Abstract Background: Establishment of sister chromatid cohesion N-Acetyltransferase 2(ESCO2), a gene reported to involved in the establishment of sister chromatid cohesion (SCC) and cell proliferation. We aim to explore how ESCO2 affects the proliferation of hepatocellular carcinoma (HCC). Methods: ESCO2’s expression value and its relationship with clinical prognosis were explored based on TCGA, HCCDB and ICGC databases. We then utilized bioinformatics method analysis to investigate the potential regulatory pathways in which ESCO2 may be implicated. CCK-8, clone assay, and flow cytometry were utilized to examine the impact of ESCO2 knockdown on the malignant biological activity of HCC cells. Finally, we identified the specific regulatory mechanism of ESCO2 using Western blotting. Results: We determined ESCO2 was significantly upregulated in HCC tissues and high ESCO2 expression was linked to a worse prognosis. Bioinformatic analysis revealed that ESCO2 regulated pathways related to the cell cycle and cell proliferation. Furthermore, knockdown of ESCO2 significantly inhibited HCC cell proliferation in vivo and in vitro.

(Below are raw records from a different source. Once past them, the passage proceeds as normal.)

//! Generic attribute storage shared across node kinds.
//!
//! Hashing notes:
//! - `hash_all()` hashes keys in sorted order for determinism.
//! - `AttrValue` hashes floats via `to_bits`; lists are hashed element-wise.
//! - Attrs hashing feeds content-identity trees so cached frames invalidate
//!   when any relevant property changes.

use serde::{Deserialize, Serialize};
use std::collections::HashMap;
use std::collections::hash_map::DefaultHasher;
use std::hash::{Hash, Hasher};

/// Generic attribute value.
#[derive(Debug, Clone, PartialEq, Serialize, Deserialize)]
pub enum AttrValue {
    Bool(bool),
    Str(String),
    Int(i32),
    UInt(u32),
    Float(f32),
    /// Frame number arrays (remap tables, warp key frames)
    IntList(Vec<i32>),
    /// Rate/weight arrays (warp key rates)
    FloatList(Vec<f32>),
}

impl std::hash::Hash for AttrValue {
    fn hash<H: Hasher>(&self, state: &mut H) {
        use AttrValue::*;
        std::mem::discriminant(self).hash(state);
        match self {
            Bool(v) => v.hash(state),
            Str(v) => v.hash(state),
            Int(v) => v.hash(state),
            UInt(v) => v.hash(state),
            Float(v) => v.to_bits().hash(state),
            IntList(v) => v.hash(state),
            FloatList(v) => v.iter().for_each(|f| f.to_bits().hash(state)),
        }
    }
}

/// Attribute container: string key -> typed value.
#[derive(Debug, Clone, Default, Serialize, Deserialize)]
pub struct Attrs {
    #[serde(default)]
    map: HashMap<String, AttrValue>,
}

impl Attrs {
    pub fn new() -> Self {
        Self {
            map: HashMap::new(),
        }
    }

    pub fn set(&mut self, key: impl Into<String>, value: AttrValue) {
        self.map.insert(key.into(), value);
    }

    pub fn get(&self, key: &str) -> Option<&AttrValue> {
        self.map.get(key)
    }

    pub fn get_str(&self, key: &str) -> Option<&str> {
        match self.map.get(key) {
            Some(AttrValue::Str(s)) => Some(s),
            _ => None,
        }
    }

    pub fn get_i32(&self, key: &str) -> Option<i32> {
        match self.map.get(key) {
            Some(AttrValue::Int(v)) => Some(*v),
            _ => None,
        }
    }

    pub fn get_u32(&self, key: &str) -> Option<u32> {
        match self.map.get(key) {
            Some(AttrValue::UInt(v)) => Some(*v),
            _ => None,
        }
    }

    pub fn get_float(&self, key: &str) -> Option<f32> {
        match self.map.get(key) {
            Some(AttrValue::Float(v)) => Some(*v),
            _ => None,
        }
    }

    pub fn get_bool(&self, key: &str) -> Option<bool> {
        match self.map.get(key) {
            Some(AttrValue::Bool(v)) => Some(*v),
            _ => None,
        }
    }

    pub fn get_int_list(&self, key: &str) -> Option<&[i32]> {
        match self.map.get(key) {
            Some(AttrValue::IntList(v)) => Some(v),
            _ => None,
        }
    }

    pub fn get_float_list(&self, key: &str) -> Option<&[f32]> {
        match self.map.get(key) {
            Some(AttrValue::FloatList(v)) => Some(v),
            _ => None,
        }
    }

    // Generic helpers with defaults (to reduce boilerplate)

    pub fn get_i32_or(&self, key: &str, default: i32) -> i32 {
        self.get_i32(key).unwrap_or(default)
    }

    pub fn get_float_or(&self, key: &str, default: f32) -> f32 {
        self.get_float(key).unwrap_or(default)
    }

    pub fn get_bool_or(&self, key: &str, default: bool) -> bool {
        self.get_bool(key).unwrap_or(default)
    }

    pub fn get_mut(&mut self, key: &str) -> Option<&mut AttrValue> {
        self.map.get_mut(key)
    }

    pub fn remove(&mut self, key: &str) -> Option<AttrValue> {
        self.map.remove(key)
    }

    pub fn iter(&self) -> impl Iterator<Item = (&String, &AttrValue)> {
        self.map.iter()
    }

    pub fn contains(&self, key: &str) -> bool {
        self.map.contains_key(key)
    }

    pub fn is_empty(&self) -> bool {
        self.map.is_empty()
    }

    pub fn len(&self) -> usize {
        self.map.len()
    }

    /// Merge defaults for keys not already present
    pub fn apply_defaults(&mut self, defaults: &Attrs) {
        for (k, v) in defaults.iter() {
            if !self.map.contains_key(k) {
                self.map.insert(k.clone(), v.clone());
            }
        }
    }

    /// Deterministic content hash over all attributes (sorted key order)
    pub fn hash_all(&self) -> u64 {
        let mut keys: Vec<&String> = self.map.keys().collect();
        keys.sort();
        let mut hasher = DefaultHasher::new();
        for k in keys {
            k.hash(&mut hasher);
            self.map[k].hash(&mut hasher);
        }
        hasher.finish()
    }
}

#[cfg(test)]
mod tests {
    use super::*;

    #[test]
    fn test_typed_access() {
        let mut attrs = Attrs::new();
        attrs.set("scale", AttrValue::Float(2.0));
        attrs.set("frames", AttrValue::IntList(vec![10, 10, 11, 13]));

        assert_eq!(attrs.get_float("scale"), Some(2.0));
        assert_eq!(attrs.get_i32("scale"), None);
        assert_eq!(attrs.get_int_list("frames"), Some(&[10, 10, 11, 13][..]));
    }

    #[test]
    fn test_hash_is_key_order_independent() {
        let mut a = Attrs::new();
        a.set("x", AttrValue::Int(1));
        a.set("y", AttrValue::Float(0.5));

        let mut b = Attrs::new();
        b.set("y", AttrValue::Float(0.5));
        b.set("x", AttrValue::Int(1));

        assert_eq!(a.hash_all(), b.hash_all());

        b.set("x", AttrValue::Int(2));
        assert_ne!(a.hash_all(), b.hash_all());
    }

    #[test]
    fn test_apply_defaults_keeps_existing() {
        let mut defaults = Attrs::new();
        defaults.set("a", AttrValue::Int(1));
        defaults.set("b", AttrValue::Int(2));

        let mut attrs = Attrs::new();
        attrs.set("a", AttrValue::Int(10));
        attrs.apply_defaults(&defaults);

        assert_eq!(attrs.get_i32("a"), Some(10));
        assert_eq!(attrs.get_i32("b"), Some(2));
    }
}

Most significantly, ESCO2 stimulates PI3K/AKT/mTOR pathway, which ultimately accelerates up the cell cycle and inhibits apoptosis, promoting the progression of HCC. Conclusion: We revealed the mechanism by which ESCO2 regulates HCC proliferation: ESCO2 promotes HCC proliferation by accelerating the cell cycle and inhibiting apoptosis via the PI3K/AKT/mTOR signaling pathway.